MIRI: Sarawak's State Ministry of Environment and Public Health has sounded the red alert following an explosion of dengue cases, with about 10 new hospital admissions in Miri City alone every day.
Five people have died throughout the state already, four of them in Miri City and one in Kuching. The number of infected people has reached the 4,000 mark, with 873 patients in Miri City alone.
The ministry and the State Health and Medical Services Department are especially worried because probes carried out into the dengue outbreak have found aedes mosquito larvae that can survive for days and hatch even in a small droplet of water inside the home.
Assistant State Minister for Environment and Public Health Dr Stephen Rundi on Wednesday announced that state authorities have told all hospitals to be at the highest level of alert.
“This is becoming a big problem for the state because the number of people infected has shot up by three times compared with the same period last year.
“We have mobilised all available resources of the health department, the city and district councils, hospital authorities and residential committees to halt the spread.
“We must stop the number of fatalities and bring down the rate of infection.
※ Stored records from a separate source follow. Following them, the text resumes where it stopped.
//! Historic and Monte Carlo evaluation strategies.

use rand::{Rng, SeedableRng};
use rand_chacha::ChaCha8Rng;

use crate::config::DataMode;
use crate::data::{HydrologyRecord, HydrologyTrace};
use crate::error::ConfigError;
use crate::metrics;
use crate::traits::EvaluationStrategy;

/// Chosen once from the [`DataMode`] at model construction.
#[derive(Debug, Clone, Copy, PartialEq)]
pub enum Strategy {
    /// One run over the first years of the record.
    Historic,
    /// `n_samples` runs over randomly selected disjoint traces; each
    /// objective is the `percentile` of its per-run values.
    MonteCarlo {
        n_samples: usize,
        percentile: f64,
        seed: u64,
    },
}

impl From<DataMode> for Strategy {
    fn from(mode: DataMode) -> Self {
        match mode {
            DataMode::Historic => Strategy::Historic,
            DataMode::MonteCarlo {
                n_samples,
                percentile,
                seed,
            } => Strategy::MonteCarlo {
                n_samples,
                percentile,
                seed,
            },
        }
    }
}

impl EvaluationStrategy for Strategy {
    fn n_runs(&self) -> usize {
        match self {
            Strategy::Historic => 1,
            Strategy::MonteCarlo { n_samples, .. } => *n_samples,
        }
    }

    fn validate(&self, record: &HydrologyRecord, n_years: usize) -> Result<(), ConfigError> {
        match self {
            Strategy::Historic => record.trace(0, n_years).map(|_| ()),
            Strategy::MonteCarlo { .. } => {
                if record.n_traces(n_years) == 0 {
                    return Err(ConfigError::HorizonTooLong {
                        series: "stochastic hydrology".to_string(),
                        required_years: n_years,
                        available_years: record.n_years(),
                    });
                }
                Ok(())
            }
        }
    }

    fn traces<'a>(
        &self,
        record: &'a HydrologyRecord,
        n_years: usize,
    ) -> Result<Vec<HydrologyTrace<'a>>, ConfigError> {
        match *self {
            Strategy::Historic => Ok(vec![record.trace(0, n_years)?]),
            Strategy::MonteCarlo {
                n_samples, seed, ..
            } => {
                let n_traces = record.n_traces(n_years);
                if n_traces == 0 {
                    return Err(ConfigError::HorizonTooLong {
                        series: "stochastic hydrology".to_string(),
                        required_years: n_years,
                        available_years: record.n_years(),
                    });
                }
                // reseeded on every call: the same traces for every evaluation
                let mut rng = ChaCha8Rng::seed_from_u64(seed);
                (0..n_samples)
                    .map(|_| record.trace(rng.gen_range(0..n_traces) * n_years, n_years))
                    .collect()
            }
        }
    }

    fn combine(&self, runs: &[Vec<f64>]) -> Vec<f64> {
        match self {
            Strategy::Historic => runs.first().cloned().unwrap_or_default(),
            Strategy::MonteCarlo { percentile, .. } => {
                let n_objectives = runs.first().map_or(0, Vec::len);
                (0..n_objectives)
                    .map(|k| {
                        let column: Vec<f64> = runs.iter().map(|r| r[k]).collect();
                        metrics::percentile(&column, *percentile)
                    })
                    .collect()
            }
        }
    }
}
Every day in Miri, eight to 10 new patients are being admitted into the hospital for dengue.
“We are very worried because the wet season is just starting,” he told a press conference here.
On Wednesday, Dr Rundi held a meeting with Miri Mayor Lawrence Lai, State Health and Medical Services Department deputy director Dr Faizul Mansor, Miri Hospital director Dr Uma Devi, local councillors and other agencies to discuss the latest situation on the outbreak.
The latest dengue fatality happened two days ago here in a sprawling squatter colony in Pujut.
Dr Rundi said initial probes carried out by his ministry into the outbreak have uncovered some alarming findings.
* AEDES mosquitoes are more difficult to kill compared with before because their larvae have become very hardy and resistent, and can survive for days in very tiny droplet of water and hatch into adult mosquitoes;
* UP-MARKET residential areas have become major breeding grounds because rich folk in Miri do not allow their premises to be “dirtied” by fogging;
* SQUATTER colonies have become even dirtier and are also major breeding grounds for aedes carriers; and
* THE public in general continues to remain indifferent to all efforts to stop the outbreak.
Dr Rundi said the Miri City Council has initiated even more aggressive measures to stop the outbreak and has formed “search and destroy squads” to detect and kill aedes mosquitoes and larvae.
“The city and district councils have been given authorisation to enter every house, including those belonging to the rich and famous, to search for mosquitoes.
“Anyone found with mosquito breeding grounds would be issued a compound of RM500,” he said.
Dr Faizul said previously, it was only the squatter colonies that were breeding grounds for mosquitoes, but now, even the cities’ and towns’ centres and up-market housing estates have become dengue hotspots.
Mayor Lai has ordered intense fogging to be carried out simultaneously throughout Miri City, which has a population of 300,000, to be repeated every three days.
Dr Uma said the Miri Hospital has run out of space for dengue patients due to the surge in new admissions daily, adding that additional wards have to be found soon.